Jeremy seized the thread quickly.
“I think this could be like a continuum of death,” he declared. “An eternal place out of time’s reach. We could see plasma rifles, mass driver guns and cool stuff from the future at the end.”
Ian jumped suddenly and planted both sneakers into the nearest case, which failed to break but cracked ominously. Nathan winced now.
If this is Death’s property, we should show it some respect, he thought. Regret overcame him for his earlier mocking thoughts. Death was most certainly nobody’s fool.
Nathan looked to find their patron in the dark, but could not.
“We will be wanting the best guns,” Ian said with conviction. Then his eyes fell on Jeremy.
“For the mission,” he added. He repeated this statement to the ground.
“For the mission,” repeated Jeremy, stacking his hand to Ian’s, Three Musketeers style. The boys looked to Nathan and he knew he could not give voice to his misgivings.
Not now.
The space atop Jeremy’s hand seemed ringed with flame now.
“For the mission,” he said in a voice not more than a whisper, and brought his palm down to the others.
They decided to press on without pause. Jeremy occasionally bashed a case with the club; Ian whisked a samurai sword about to liven his passing.
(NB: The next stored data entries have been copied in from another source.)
pub mod config;
pub mod error;
pub mod gateway;

use std::sync::Arc;

use axum::extract::ws::Message;

use config::Config;
use gateway::fanout::Broadcaster;
use gateway::registry::ConnectionRegistry;
use gateway::storage::SharedValue;

/// Shared application state available to every session task.
///
/// Constructed once at startup and injected into each connection's task;
/// there are no globals.
#[derive(Clone)]
pub struct AppState {
    pub config: Arc<Config>,
    pub registry: Arc<ConnectionRegistry>,
    pub value: Arc<SharedValue>,
    pub fanout: Arc<Broadcaster>,
}

impl AppState {
    pub fn new(config: Config) -> Self {
        let registry = Arc::new(ConnectionRegistry::new());
        Self {
            config: Arc::new(config),
            value: Arc::new(SharedValue::new()),
            fanout: Arc::new(Broadcaster::new(registry.clone())),
            registry,
        }
    }

    /// Replace the shared value, then fan the new value out to every open
    /// connection — the setter included. Returns the recipient count.
    pub fn publish(&self, message: String) -> usize {
        let frame = gateway::protocol::encode_value(&message);
        self.value.set(message);
        self.fanout.broadcast(Message::Text(frame.into()))
    }
}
Nathan found a jewel-encrusted octopus cresting a wave of pearls. Only a being with an eye for whimsy could have placed such a bauble beneath its cowl of glass.
The boy’s heart leapt for a moment, contemplating Death’s revolving the piece in his claw as he now did, the eyeless sockets hungry for its playful dance in the moonlight. The pressure of Nathan’s hand must have hit a recessed button, for tiny blades sprung from the tentacle-tips, making the jewellery a throwing star. His vision evaporated, and he placed the shiny weapon upon the nearest table.
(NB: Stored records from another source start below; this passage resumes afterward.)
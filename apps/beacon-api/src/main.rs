use std::net::SocketAddr;
use std::path::Path;

use axum::Router;
use tower_http::cors::{Any, CorsLayer};
use tower_http::trace::TraceLayer;
use tracing_subscriber::{layer::SubscriberExt, util::SubscriberInitExt};

use beacon_api::config::Config;
use beacon_api::AppState;

#[tokio::main]
async fn main() {
    // Load .env file (silently skip if missing — env vars may be set externally)
    if dotenvy::dotenv().is_err() {
        let env_path = Path::new(env!("CARGO_MANIFEST_DIR")).join(".env");
        let _ = dotenvy::from_path(env_path);
    }

    tracing_subscriber::registry()
        .with(tracing_subscriber::EnvFilter::from_default_env())
        .with(tracing_subscriber::fmt::layer())
        .init();

    let config = Config::from_env();
    let port = config.port;

    tracing::info!(
        ws_path = %config.ws_path,
        max_frame_bytes = config.max_frame_bytes,
        "beacon-api configured"
    );

    let state = AppState::new(config);

    let cors = CorsLayer::new()
        .allow_origin(Any)
        .allow_methods(Any)
        .allow_headers(Any);

    let app = Router::new()
        .merge(beacon_api::gateway::server::router(&state.config))
        .layer(cors)
        .layer(TraceLayer::new_for_http())
        .with_state(state);

    let addr = SocketAddr::from(([0, 0, 0, 0], port));
    tracing::info!(%addr, "beacon-api listening");

    let listener = tokio::net::TcpListener::bind(addr)
        .await
        .expect("failed to bind");
    axum::serve(listener, app).await.expect("server error");
}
There are no surprises here, he thought. There was only the clinical sureness of blade and barrel. Jeremy swept his mace to the horizon.
“They’re like a family of fireflies!” he exclaimed.
Nathan smiled.
“Not a rally, old boy. Quite a large … a large …” - the Field Marshall’s voice faltered – “Con … con …”
Ian screamed then, startling both boys.
“Conflagration!”
Jeremy and Nathan looked at each other in amazement. After a moment, they could not contain their laughter. The stars were out now. Jeremy wished he knew more of constellations and nebulae, so that he might look skywards and know that he trod on alien ground. The moon slid from behind weak clouds, and Nathan’s mind was sloughed with frustration. Where had he read of the moon as a ghostly galleon tossed on a sea of cloud? Probably a storybook, long discarded upon the pile forming a small Mayan pyramid beneath his bed. A sigh became audible, the sea’s incessant whisper. This, however, was not the crash of falling waves. The sound was an unrelenting thunder, giving the boys an image of ocean flowing to land’s end, there to torrent into a gulf of nothingness.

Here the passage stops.